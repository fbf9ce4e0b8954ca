// Support predicates — should a host route this call through the cache?
//
// The backend decides what it can plan; these predicates give hosts a cheap
// answer up front, so unsupported calls go to a fallback implementation
// instead of failing at planning time.

use primcache_core::{DType, Error, Result, TensorDesc};

/// Highest rank the predicates accept.
pub const MAX_SUPPORTED_RANK: usize = 6;

fn supported_desc(desc: &TensorDesc) -> bool {
    matches!(
        desc.dtype(),
        DType::F32 | DType::BF16 | DType::F16 | DType::F64
    ) && (1..=MAX_SUPPORTED_RANK).contains(&desc.rank())
        && desc.elem_count() > 0
}

/// True if softmax from `data` into `out` can be served by this crate.
pub fn supports_softmax(data: &TensorDesc, out: &TensorDesc) -> bool {
    supported_desc(data) && data.same_logical(out)
}

/// True if concatenating or stacking `inputs` can be served by this crate.
pub fn supports_concat(inputs: &[TensorDesc]) -> bool {
    !inputs.is_empty() && inputs.iter().all(supported_desc)
}

/// Configuration check: `got` must have the dtype and shape of `expected`.
pub(crate) fn ensure_same_logical(expected: &TensorDesc, got: &TensorDesc) -> Result<()> {
    if expected.dtype() != got.dtype() {
        return Err(Error::DTypeMismatch {
            expected: expected.dtype(),
            got: got.dtype(),
        });
    }
    if expected.shape() != got.shape() {
        return Err(Error::ShapeMismatch {
            expected: expected.shape().clone(),
            got: got.shape().clone(),
        });
    }
    Ok(())
}
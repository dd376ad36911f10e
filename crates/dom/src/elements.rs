//! Element classification shared by tokenizing, building and serializing

/// Void elements never have contents or an end tag
pub fn is_void_element(name: &str) -> bool {
    const VOID: &[&str] = &[
        "area", "base", "basefont", "bgsound", "br", "col", "embed", "frame", "hr", "img",
        "input", "keygen", "link", "meta", "param", "source", "track", "wbr",
    ];
    VOID.iter().any(|v| v.eq_ignore_ascii_case(name))
}

/// Elements whose contents are raw text owned by the tag rather than child nodes
pub fn is_self_contained_element(name: &str) -> bool {
    const SELF_CONTAINED: &[&str] = &[
        "iframe", "noembed", "noframes", "script", "style", "textarea", "title", "xmp",
    ];
    SELF_CONTAINED.iter().any(|v| v.eq_ignore_ascii_case(name))
}

/// Self-contained elements whose text has character references decoded
pub fn is_escapable_raw_text_element(name: &str) -> bool {
    name.eq_ignore_ascii_case("textarea") || name.eq_ignore_ascii_case("title")
}
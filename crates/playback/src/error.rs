//! Tree building error types

use parsetrail_dom::DomError;
use thiserror::Error;

/// Tree building result type
pub type BuilderResult<T> = Result<T, BuildError>;

/// Reasons a build is abandoned
///
/// None of these leave a partial tree behind.
#[derive(Debug, Error)]
pub enum BuildError {
    #[error("Could not create a token source for the {0}")]
    SourceUnavailable(&'static str),

    #[error("Could not resolve a context element: {0}")]
    ContextResolution(String),

    #[error("Unhandled token type for tree construction: {0}")]
    UnhandledTokenType(String),

    #[error("Unhandled comment type for tree construction")]
    UnhandledCommentType,

    #[error("{0}")]
    Parse(String),

    #[error("Unsupported: {0}")]
    UnsupportedConstruct(String),

    #[error("Paused at incomplete token after byte {parsed}")]
    IncompleteToken { parsed: usize },

    #[error("Tree cursor out of sync: {0}")]
    Tree(#[from] DomError),
}
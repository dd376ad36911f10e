//! Character reference decoding
//!
//! Covers the named references that show up in practice plus every numeric
//! form. Unknown names are left in the text untouched.

use rustc_hash::FxHashMap;
use std::borrow::Cow;
use std::sync::LazyLock;

static ENTITIES: LazyLock<FxHashMap<&'static str, &'static str>> = LazyLock::new(|| {
    let pairs: &[(&str, &str)] = &[
        ("amp", "&"),
        ("lt", "<"),
        ("gt", ">"),
        ("quot", "\""),
        ("apos", "'"),
        ("nbsp", "\u{00A0}"),
        ("iexcl", "\u{00A1}"),
        ("cent", "\u{00A2}"),
        ("pound", "\u{00A3}"),
        ("yen", "\u{00A5}"),
        ("sect", "\u{00A7}"),
        ("copy", "\u{00A9}"),
        ("laquo", "\u{00AB}"),
        ("shy", "\u{00AD}"),
        ("reg", "\u{00AE}"),
        ("deg", "\u{00B0}"),
        ("plusmn", "\u{00B1}"),
        ("micro", "\u{00B5}"),
        ("para", "\u{00B6}"),
        ("middot", "\u{00B7}"),
        ("raquo", "\u{00BB}"),
        ("frac12", "\u{00BD}"),
        ("iquest", "\u{00BF}"),
        ("times", "\u{00D7}"),
        ("divide", "\u{00F7}"),
        ("eacute", "\u{00E9}"),
        ("Eacute", "\u{00C9}"),
        ("uuml", "\u{00FC}"),
        ("ouml", "\u{00F6}"),
        ("auml", "\u{00E4}"),
        ("szlig", "\u{00DF}"),
        ("ndash", "\u{2013}"),
        ("mdash", "\u{2014}"),
        ("lsquo", "\u{2018}"),
        ("rsquo", "\u{2019}"),
        ("ldquo", "\u{201C}"),
        ("rdquo", "\u{201D}"),
        ("bull", "\u{2022}"),
        ("hellip", "\u{2026}"),
        ("euro", "\u{20AC}"),
        ("trade", "\u{2122}"),
        ("larr", "\u{2190}"),
        ("uarr", "\u{2191}"),
        ("rarr", "\u{2192}"),
        ("darr", "\u{2193}"),
        ("infin", "\u{221E}"),
        ("ne", "\u{2260}"),
        ("le", "\u{2264}"),
        ("ge", "\u{2265}"),
        ("alpha", "\u{03B1}"),
        ("beta", "\u{03B2}"),
        ("pi", "\u{03C0}"),
        ("Omega", "\u{03A9}"),
        ("zwj", "\u{200D}"),
        ("zwnj", "\u{200C}"),
    ];
    pairs.iter().copied().collect()
});

/// Decode a named reference without the surrounding `&` and `;`
pub fn decode_entity(name: &str) -> Option<&'static str> {
    ENTITIES.get(name).copied()
}

/// Decode a numeric reference body: `65`, `x41` or `X41`
pub fn decode_numeric(s: &str) -> Option<char> {
    let value = if let Some(hex) = s.strip_prefix('x').or_else(|| s.strip_prefix('X')) {
        u32::from_str_radix(hex, 16).ok()?
    } else {
        s.parse::<u32>().ok()?
    };

    let value = match value {
        0x00 => 0xFFFD,
        0x80 => 0x20AC,
        0x82 => 0x201A,
        0x85 => 0x2026,
        0x91 => 0x2018,
        0x92 => 0x2019,
        0x93 => 0x201C,
        0x94 => 0x201D,
        0x96 => 0x2013,
        0x97 => 0x2014,
        0x99 => 0x2122,
        0xD800..=0xDFFF => 0xFFFD,
        v if v > 0x10FFFF => 0xFFFD,
        v => v,
    };

    char::from_u32(value)
}

/// Decode every character reference in `text`
pub fn decode_text(text: &str) -> Cow<'_, str> {
    if !text.contains('&') {
        return Cow::Borrowed(text);
    }

    let mut output = String::with_capacity(text.len());
    let mut rest = text;
    while let Some(amp) = rest.find('&') {
        output.push_str(&rest[..amp]);
        let after = &rest[amp + 1..];
        match decode_reference(after) {
            Some((decoded, consumed)) => {
                output.push_str(&decoded);
                rest = &after[consumed..];
            }
            None => {
                output.push('&');
                rest = after;
            }
        }
    }
    output.push_str(rest);
    Cow::Owned(output)
}

/// Decode the reference at the start of `s` (just past the `&`), returning
/// the replacement and how many bytes it used
fn decode_reference(s: &str) -> Option<(String, usize)> {
    if let Some(numeric) = s.strip_prefix('#') {
        let hex = numeric.starts_with(['x', 'X']);
        let digits_start = if hex { 1 } else { 0 };
        let digits_len = numeric[digits_start..]
            .bytes()
            .take_while(|b| if hex { b.is_ascii_hexdigit() } else { b.is_ascii_digit() })
            .count();
        if digits_len == 0 {
            return None;
        }
        let body = &numeric[..digits_start + digits_len];
        let c = decode_numeric(body)?;
        let mut consumed = 1 + body.len();
        if s[consumed..].starts_with(';') {
            consumed += 1;
        }
        return Some((c.to_string(), consumed));
    }

    let name_len = s.bytes().take_while(|b| b.is_ascii_alphanumeric()).count();
    if name_len == 0 {
        return None;
    }
    let decoded = decode_entity(&s[..name_len])?;
    let mut consumed = name_len;
    if s[consumed..].starts_with(';') {
        consumed += 1;
    }
    Some((decoded.to_string(), consumed))
}
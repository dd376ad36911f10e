//! Build options and debugger requests

use serde::{Deserialize, Serialize};

/// Markup language of the input
#[derive(Debug, Clone, Copy, Default, PartialEq, Eq, Serialize, Deserialize)]
#[serde(rename_all = "lowercase")]
pub enum Markup {
    #[default]
    Html,
    /// XML document; declarations and processing instructions become nodes
    Xml,
}

/// What to build and how
#[derive(Debug, Clone, Default, PartialEq, Eq)]
pub struct BuildOptions {
    /// Markup whose last element becomes the fragment's context
    pub context_html: Option<String>,
    /// Selector the token source evaluates against every element
    pub selector: Option<String>,
    pub markup: Markup,
}

impl BuildOptions {
    pub fn with_context(mut self, context_html: impl Into<String>) -> Self {
        self.context_html = Some(context_html.into());
        self
    }

    pub fn with_selector(mut self, selector: impl Into<String>) -> Self {
        self.selector = Some(selector.into());
        self
    }

    pub fn with_markup(mut self, markup: Markup) -> Self {
        self.markup = markup;
        self
    }
}

/// Body of a debugger request
#[derive(Debug, Clone, Default, PartialEq, Eq, Serialize, Deserialize)]
pub struct Request {
    #[serde(default)]
    pub html: String,
    #[serde(rename = "contextHTML", default)]
    pub context_html: Option<String>,
    #[serde(default)]
    pub selector: Option<String>,
    #[serde(default)]
    pub markup: Markup,
}

impl Request {
    pub fn new(html: impl Into<String>) -> Self {
        Self {
            html: html.into(),
            ..Default::default()
        }
    }

    pub fn from_json(json: &str) -> Result<Self, serde_json::Error> {
        serde_json::from_str(json)
    }

    /// Options for this request; empty context or selector strings count as absent
    pub fn options(&self) -> BuildOptions {
        BuildOptions {
            context_html: self.context_html.clone().filter(|c| !c.is_empty()),
            selector: self.selector.clone().filter(|s| !s.trim().is_empty()),
            markup: self.markup,
        }
    }
}

#[cfg(test)]
mod tests {
    use super::*;

    #[test]
    fn test_request_from_json() {
        let request = Request::from_json(r#"{"html":"<tr>","contextHTML":"<table>","selector":"tr"}"#).unwrap();
        assert_eq!(request.html, "<tr>");
        assert_eq!(
            request.options(),
            BuildOptions::default().with_context("<table>").with_selector("tr")
        );
    }

    #[test]
    fn test_empty_fields_are_absent() {
        let request = Request::from_json(r#"{"html":"x","contextHTML":"","selector":" "}"#).unwrap();
        assert_eq!(request.options(), BuildOptions::default());

        let bare = Request::from_json("{}").unwrap();
        assert_eq!(bare, Request::new(""));
        assert_eq!(bare.markup, Markup::Html);
    }

    #[test]
    fn test_request_markup() {
        let request = Request::from_json(r#"{"html":"<a/>","markup":"xml"}"#).unwrap();
        assert_eq!(request.options(), BuildOptions::default().with_markup(Markup::Xml));
        assert!(Request::from_json(r#"{"html":"","markup":"sgml"}"#).is_err());
    }
}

====

PROBLEM TO WORK ON:
Take every line from the records that holds "value" and copy it down.

WRITTEN SOLUTION:
    let value = if let Some(hex) = s.strip_prefix('x').or_else(|| s.strip_prefix('X')) {
    let value = match value {
    char::from_u32(value)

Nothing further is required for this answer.